> **Task inputs**
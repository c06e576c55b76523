//! Error types for request validation.

use thiserror::Error;

use crate::Timestamp;

/// Result type alias for request validation.
pub type Result<T> = std::result::Result<T, RequestError>;

/// Errors that reject a download request before any process is started.
#[derive(Error, Debug, Clone, PartialEq, Eq)]
pub enum RequestError {
    /// The request carried no URL, or only whitespace.
    #[error("No URL provided")]
    MissingUrl,

    /// Unknown download mode.
    #[error("Unknown mode '{0}', expected 'video' or 'audio'")]
    UnknownMode(String),

    /// Unknown download scope.
    #[error("Unknown download type '{0}', expected 'single' or 'playlist'")]
    UnknownScope(String),

    /// Quality tier could not be parsed.
    #[error(transparent)]
    Quality(#[from] QualityParseError),

    /// Trim timestamp could not be parsed.
    #[error(transparent)]
    Timestamp(#[from] TimestampParseError),

    /// Invalid trim range.
    #[error(transparent)]
    TrimRange(#[from] TrimRangeError),

    /// No destination directory was given and none could be determined.
    #[error("Could not determine a download directory")]
    NoDestination,
}

/// Error returned when parsing an invalid quality tier.
#[derive(Error, Debug, Clone, PartialEq, Eq)]
#[error("invalid quality '{0}', expected 'max' or a height such as '1080p'")]
pub struct QualityParseError(pub(crate) String);

/// Error returned when parsing an invalid trim timestamp.
#[derive(Error, Debug, Clone, PartialEq, Eq)]
#[error("invalid timestamp '{0}', expected SS, MM:SS or HH:MM:SS")]
pub struct TimestampParseError(pub(crate) String);

/// Error for invalid trim ranges.
#[derive(Error, Debug, Clone, PartialEq, Eq)]
pub enum TrimRangeError {
    /// Only one end of the range was supplied.
    #[error("Trimming needs both a start and an end time")]
    Incomplete,

    /// Start is not before end.
    #[error("Invalid trim range: {start} is not before {end}")]
    Empty {
        /// The start timestamp.
        start: Timestamp,
        /// The end timestamp.
        end: Timestamp,
    },
}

> **Description of the task**
All of the material should be given again, character for character.

> **Answer box**
repository c06e576c55b76523
//! Error types for request validation.

use thiserror::Error;

use crate::Timestamp;

/// Result type alias for request validation.
pub type Result<T> = std::result::Result<T, RequestError>;

/// Errors that reject a download request before any process is started.
#[derive(Error, Debug, Clone, PartialEq, Eq)]
pub enum RequestError {
    /// The request carried no URL, or only whitespace.
    #[error("No URL provided")]
    MissingUrl,

    /// Unknown download mode.
    #[error("Unknown mode '{0}', expected 'video' or 'audio'")]
    UnknownMode(String),

    /// Unknown download scope.
    #[error("Unknown download type '{0}', expected 'single' or 'playlist'")]
    UnknownScope(String),

    /// Quality tier could not be parsed.
    #[error(transparent)]
    Quality(#[from] QualityParseError),

    /// Trim timestamp could not be parsed.
    #[error(transparent)]
    Timestamp(#[from] TimestampParseError),

    /// Invalid trim range.
    #[error(transparent)]
    TrimRange(#[from] TrimRangeError),

    /// No destination directory was given and none could be determined.
    #[error("Could not determine a download directory")]
    NoDestination,
}

/// Error returned when parsing an invalid quality tier.
#[derive(Error, Debug, Clone, PartialEq, Eq)]
#[error("invalid quality '{0}', expected 'max' or a height such as '1080p'")]
pub struct QualityParseError(pub(crate) String);

/// Error returned when parsing an invalid trim timestamp.
#[derive(Error, Debug, Clone, PartialEq, Eq)]
#[error("invalid timestamp '{0}', expected SS, MM:SS or HH:MM:SS")]
pub struct TimestampParseError(pub(crate) String);

/// Error for invalid trim ranges.
#[derive(Error, Debug, Clone, PartialEq, Eq)]
pub enum TrimRangeError {
    /// Only one end of the range was supplied.
    #[error("Trimming needs both a start and an end time")]
    Incomplete,

    /// Start is not before end.
    #[error("Invalid trim range: {start} is not before {end}")]
    Empty {
        /// The start timestamp.
        start: Timestamp,
        /// The end timestamp.
        end: Timestamp,
    },
}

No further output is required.